The Settlement changed names in 1869 to Palmerston after a town was created there by the Surveyor-General of South Australia – George Goyder. The discovery of gold in nearby Pine Creek in the late 1880s expanded the size of the town and it switched back to Darwin in 1911.

As well as 3 re-branding exercises it has also had to be almost re-built 4 times following Cyclones in 1897,1937 and 1974 (Cyclone Tracey) and the Japanese Air Raids during WWII. (More on that in our next post).

Out and About – Day 1

We arrived pretty late in Darwin (after midnight) so our introductory impressions of the city would need to wait until that first full morning.  Our hotel was situated in the relatively new Darwin Waterfront Precinct  – a collection of docks with restaurants, bars, hotels, apartments and a Wave Pool 🙂

It was also was a cracking location with only a 5 minute walk to the CBD. Across the Sky Bridge, past Parliament House and arriving on Mitchell Street – a collection of bars punctuated by cross roads and what serves as Darwin’s nightlife.

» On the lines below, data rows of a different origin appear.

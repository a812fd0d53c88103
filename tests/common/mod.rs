#![allow(dead_code)]

use std::sync::Arc;
use std::time::{Duration, Instant};

use rknpu::{
    Device, DeviceConfig, HwConfig, JobFlags, MemCreateArgs, MemCreated, Session, SubmitArgs,
};
use rknpu_sim::{task, write_tasks, SimConfig, SimNpu};

/// Command blocks of test tasks start here, one 0x100 stride per task index.
pub const REGCMD_BASE: u64 = 0x2000_0000;
pub const DONE_MASK: u32 = 0x300;

pub fn init_tracing() {
    let _ = tracing_subscriber::fmt()
        .with_test_writer()
        .with_max_level(tracing::Level::DEBUG)
        .try_init();
}

pub struct Rig {
    pub sim: SimNpu,
    pub device: Arc<Device>,
}

/// Defaults tuned for tests: immediate power-off, no settle sleeps, no load sampler.
pub fn config(hw: HwConfig) -> DeviceConfig {
    DeviceConfig {
        hw,
        power_put_delay: Duration::ZERO,
        abort_settle: Duration::ZERO,
        iommu_settle: Duration::ZERO,
        load_interval: Duration::ZERO,
        ..Default::default()
    }
}

pub fn single_core(max_submit_number: u32) -> HwConfig {
    HwConfig {
        num_cores: 1,
        core_mask: 0x1,
        max_submit_number,
        irq_names: vec!["npu_irq".into()],
        ..HwConfig::rk3588()
    }
}

pub fn rig_with(cfg: DeviceConfig, iommu: bool, gap_pages: u64) -> Rig {
    init_tracing();
    let sim = SimNpu::new(&SimConfig {
        hw: cfg.hw.clone(),
        iommu,
        gap_pages,
        ..Default::default()
    });
    let device = Device::attach(cfg, sim.resources()).expect("attach");
    sim.connect(&device).expect("irq dispatcher");
    sim.power.clear_events();
    Rig { sim, device }
}

pub fn rig(cfg: DeviceConfig) -> Rig {
    rig_with(cfg, false, 0)
}

pub fn regcmd_addr(index: u32) -> u64 {
    REGCMD_BASE + index as u64 * 0x100
}

/// Allocates a buffer holding `count` tasks that all complete with [`DONE_MASK`].
pub fn task_buffer(device: &Device, session: &Session, count: u32) -> MemCreated {
    let created = device
        .mem_create(
            session,
            &MemCreateArgs {
                size: count as u64 * rknpu::RknpuTask::SIZE_BYTES as u64,
                ..Default::default()
            },
        )
        .expect("task buffer");
    let tasks: Vec<_> = (0..count).map(|i| task(DONE_MASK, regcmd_addr(i))).collect();
    let buffer = session.get(created.handle).expect("task buffer handle");
    write_tasks(&buffer, 0, &tasks).expect("write tasks");
    created
}

pub fn submit_args(task_obj: u32, task_number: u32, core_mask: u32) -> SubmitArgs {
    SubmitArgs {
        flags: JobFlags::PC,
        timeout_ms: 2000,
        task_start: 0,
        task_number,
        task_obj,
        core_mask,
        ..Default::default()
    }
}

/// Polls `cond` until it holds or `timeout` passes.
pub fn wait_for(timeout: Duration, mut cond: impl FnMut() -> bool) -> bool {
    let deadline = Instant::now() + timeout;
    loop {
        if cond() {
            return true;
        }
        if Instant::now() >= deadline {
            return false;
        }
        std::thread::sleep(Duration::from_millis(2));
    }
}

/// Waits until no job is queued or running and deferred cleanup has run.
pub fn settle(device: &Device) {
    assert!(
        wait_for(Duration::from_secs(5), || device.engine().outstanding_jobs() == 0),
        "jobs still outstanding"
    );
    device.engine().flush_cleanup();
}
//! Reference-counted power management with deferred shutdown.
//!
//! The first reference powers the NPU on, the last one powers it off. Clients usually release
//! with [`PowerController::release_deferred`], which keeps the hardware up for
//! [`DeviceConfig::power_put_delay`](crate::DeviceConfig::power_put_delay) so back-to-back
//! requests do not cycle power domains. A background worker performs the delayed power-off
//! unless a new reference arrives first.

use std::sync::{Arc, Condvar, Mutex, PoisonError};
use std::thread::JoinHandle;
use std::time::{Duration, Instant};

use tracing::{debug, info, warn};

use crate::error::{NpuError, Result};
use crate::hw::{CoreRegs, HwError, Iommu, PowerRails};
use crate::sync::lock;
use rknpu_protocol::regs::iommu;

/// Re-establishes IOMMU translation after the NPU lost its register state.
///
/// The device-table-entry registers live in the NPU power domain and come back without their
/// valid bit. Detaching and reattaching the domain reprograms the table base; the valid bit is
/// then forced on both banks. Failures are logged only: broken translation surfaces later as a
/// job timeout.
pub(crate) fn revalidate_translation(iommu: &dyn Iommu, core0: &dyn CoreRegs) {
    iommu.detach_device();
    if let Err(err) = iommu.attach_device() {
        warn!(%err, "iommu reattach failed");
    }

    let dte0 = core0.read32(iommu::MMU0_BASE + iommu::DTE_ADDR);
    let dte1 = core0.read32(iommu::MMU1_BASE + iommu::DTE_ADDR);
    debug!(dte0, dte1, "iommu dte check");
    if dte0 != 0 && dte0 & iommu::DTE_VALID == 0 {
        core0.write32(iommu::MMU0_BASE + iommu::DTE_ADDR, dte0 | iommu::DTE_VALID);
        core0.write32(iommu::MMU1_BASE + iommu::DTE_ADDR, dte1 | iommu::DTE_VALID);
        info!(
            dte0 = core0.read32(iommu::MMU0_BASE + iommu::DTE_ADDR),
            dte1 = core0.read32(iommu::MMU1_BASE + iommu::DTE_ADDR),
            "forced iommu dte valid"
        );
    }
}

/// Physical power-on/off sequences.
pub(crate) struct PowerSequencer {
    pub rails: Arc<dyn PowerRails>,
    pub iommu: Option<Arc<dyn Iommu>>,
    pub core0: Arc<dyn CoreRegs>,
    pub iommu_settle: Duration,
}

impl PowerSequencer {
    fn power_on(&self) -> std::result::Result<(), HwError> {
        self.rails.enable_clocks()?;

        let domains = self.rails.domain_count();
        for index in 0..domains {
            if let Err(err) = self.rails.resume_domain(index) {
                warn!(domain = index, %err, "power domain resume failed");
                for resumed in (0..index).rev() {
                    self.rails.suspend_domain(resumed);
                }
                self.rails.disable_clocks();
                return Err(err);
            }
        }

        if let Err(err) = self.rails.runtime_resume() {
            warn!(%err, "npu runtime resume failed");
            for index in (0..domains).rev() {
                self.rails.suspend_domain(index);
            }
            self.rails.disable_clocks();
            return Err(err);
        }

        if let Some(iommu) = &self.iommu {
            revalidate_translation(iommu.as_ref(), self.core0.as_ref());
        }
        info!(domains, "npu powered on");
        Ok(())
    }

    fn power_off(&self) {
        self.rails.runtime_suspend();
        if self.iommu.is_some() && !self.iommu_settle.is_zero() {
            std::thread::sleep(self.iommu_settle);
        }
        for index in (0..self.rails.domain_count()).rev() {
            self.rails.suspend_domain(index);
        }
        self.rails.disable_clocks();
        info!("npu powered off");
    }
}

#[derive(Debug, Default)]
struct PowerState {
    refcount: u32,
    powered: bool,
    /// Deadline of a scheduled power-off. While set, the last reference belongs to the timer.
    off_deadline: Option<Instant>,
    /// No power-off worker; deferred releases act immediately.
    no_worker: bool,
    shutdown: bool,
}

struct PowerShared {
    state: Mutex<PowerState>,
    wake: Condvar,
    sequencer: PowerSequencer,
    put_delay: Duration,
}

impl PowerShared {
    fn acquire(&self) -> Result<()> {
        let mut state = lock(&self.state);
        if state.off_deadline.take().is_some() {
            // The reference held for the pending power-off is handed to the caller.
            debug!(refcount = state.refcount, "reusing reference of pending power-off");
            return Ok(());
        }
        state.refcount += 1;
        if state.refcount == 1 {
            if let Err(err) = self.sequencer.power_on() {
                state.refcount = 0;
                return Err(NpuError::PowerOn(err));
            }
            state.powered = true;
        }
        Ok(())
    }

    fn release(&self) {
        let mut state = lock(&self.state);
        self.release_locked(&mut state);
    }

    fn release_locked(&self, state: &mut PowerState) {
        if state.refcount == 0 || state.off_deadline.is_some() {
            return;
        }
        state.refcount -= 1;
        if state.refcount == 0 && state.powered {
            self.sequencer.power_off();
            state.powered = false;
        }
    }

    fn release_deferred(&self) {
        let mut state = lock(&self.state);
        if self.put_delay.is_zero() || state.no_worker || state.shutdown {
            self.release_locked(&mut state);
            return;
        }
        match state.refcount {
            0 => {}
            1 if state.off_deadline.is_none() => {
                state.off_deadline = Some(Instant::now() + self.put_delay);
                self.wake.notify_all();
            }
            1 => {}
            _ => state.refcount -= 1,
        }
    }

    fn run_worker(&self) {
        let mut state = lock(&self.state);
        loop {
            if state.shutdown {
                return;
            }
            let timeout = match state.off_deadline {
                None => None,
                Some(deadline) => {
                    let now = Instant::now();
                    if now >= deadline {
                        state.off_deadline = None;
                        self.release_locked(&mut state);
                        continue;
                    }
                    Some(deadline - now)
                }
            };
            state = match timeout {
                None => self.wake.wait(state).unwrap_or_else(PoisonError::into_inner),
                Some(timeout) => {
                    self.wake
                        .wait_timeout(state, timeout)
                        .unwrap_or_else(PoisonError::into_inner)
                        .0
                }
            };
        }
    }
}

/// Power reference held for as long as it lives; dropping it releases with the deferred policy.
#[must_use = "power is released as soon as the reference is dropped"]
pub struct PowerRef {
    shared: Arc<PowerShared>,
}

impl std::fmt::Debug for PowerRef {
    fn fmt(&self, f: &mut std::fmt::Formatter<'_>) -> std::fmt::Result {
        f.write_str("PowerRef")
    }
}

impl Drop for PowerRef {
    fn drop(&mut self) {
        self.shared.release_deferred();
    }
}

pub struct PowerController {
    shared: Arc<PowerShared>,
    worker: Mutex<Option<JoinHandle<()>>>,
}

impl PowerController {
    pub(crate) fn new(sequencer: PowerSequencer, put_delay: Duration) -> Self {
        let shared = Arc::new(PowerShared {
            state: Mutex::new(PowerState::default()),
            wake: Condvar::new(),
            sequencer,
            put_delay,
        });
        let worker = if put_delay.is_zero() {
            None
        } else {
            let worker_shared = shared.clone();
            std::thread::Builder::new()
                .name("rknpu-power-off".into())
                .spawn(move || worker_shared.run_worker())
                .map_err(|err| warn!(%err, "power-off worker unavailable; releasing immediately"))
                .ok()
        };
        lock(&shared.state).no_worker = worker.is_none();
        Self {
            shared,
            worker: Mutex::new(worker),
        }
    }

    /// Takes a power reference, powering the NPU on if it was off.
    pub fn acquire(&self) -> Result<()> {
        self.shared.acquire()
    }

    /// Drops a reference immediately. A release with no outstanding reference is ignored.
    pub fn release(&self) {
        self.shared.release();
    }

    /// Drops a reference, deferring the power-off if it was the last one.
    pub fn release_deferred(&self) {
        self.shared.release_deferred();
    }

    /// Like [`acquire`](Self::acquire), returning a guard that releases on drop.
    pub fn acquire_ref(&self) -> Result<PowerRef> {
        self.acquire()?;
        Ok(PowerRef {
            shared: self.shared.clone(),
        })
    }

    pub fn refcount(&self) -> u32 {
        lock(&self.shared.state).refcount
    }

    pub fn is_powered(&self) -> bool {
        lock(&self.shared.state).powered
    }

    pub fn off_pending(&self) -> bool {
        lock(&self.shared.state).off_deadline.is_some()
    }

    /// Cancels any pending power-off, stops the worker and powers off if still on.
    ///
    /// References still alive afterwards release immediately.
    pub(crate) fn shutdown(&self) {
        {
            let mut state = lock(&self.shared.state);
            state.shutdown = true;
            state.off_deadline = None;
            if state.refcount > 0 && state.powered {
                self.shared.sequencer.power_off();
                state.powered = false;
            }
            state.refcount = 0;
            self.shared.wake.notify_all();
        }
        let worker = lock(&self.worker).take();
        if let Some(worker) = worker {
            if worker.join().is_err() {
                warn!("power-off worker panicked");
            }
        }
    }
}

impl Drop for PowerController {
    fn drop(&mut self) {
        self.shutdown();
    }
}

Before starting our exploration of the city and surrounds we would need to secure some breakfast. A bunch of medium hinted at the possibility of getting something funky and filling at the Alley Cats Patisserie situated off Mitchell Street. Great coffee helped us wash down some smashed avo and toast. They had a lot of ‘sweet things’  and funky dessert breakfasts to eat but that’s more of a Paul Coia move.

Most of the sights were situated outside of the CBD and thanks to the silly lady in the Tourist Information Office who declined to offer us rental bikes we decided to walk (most) of the way to the Darwin Military Museum.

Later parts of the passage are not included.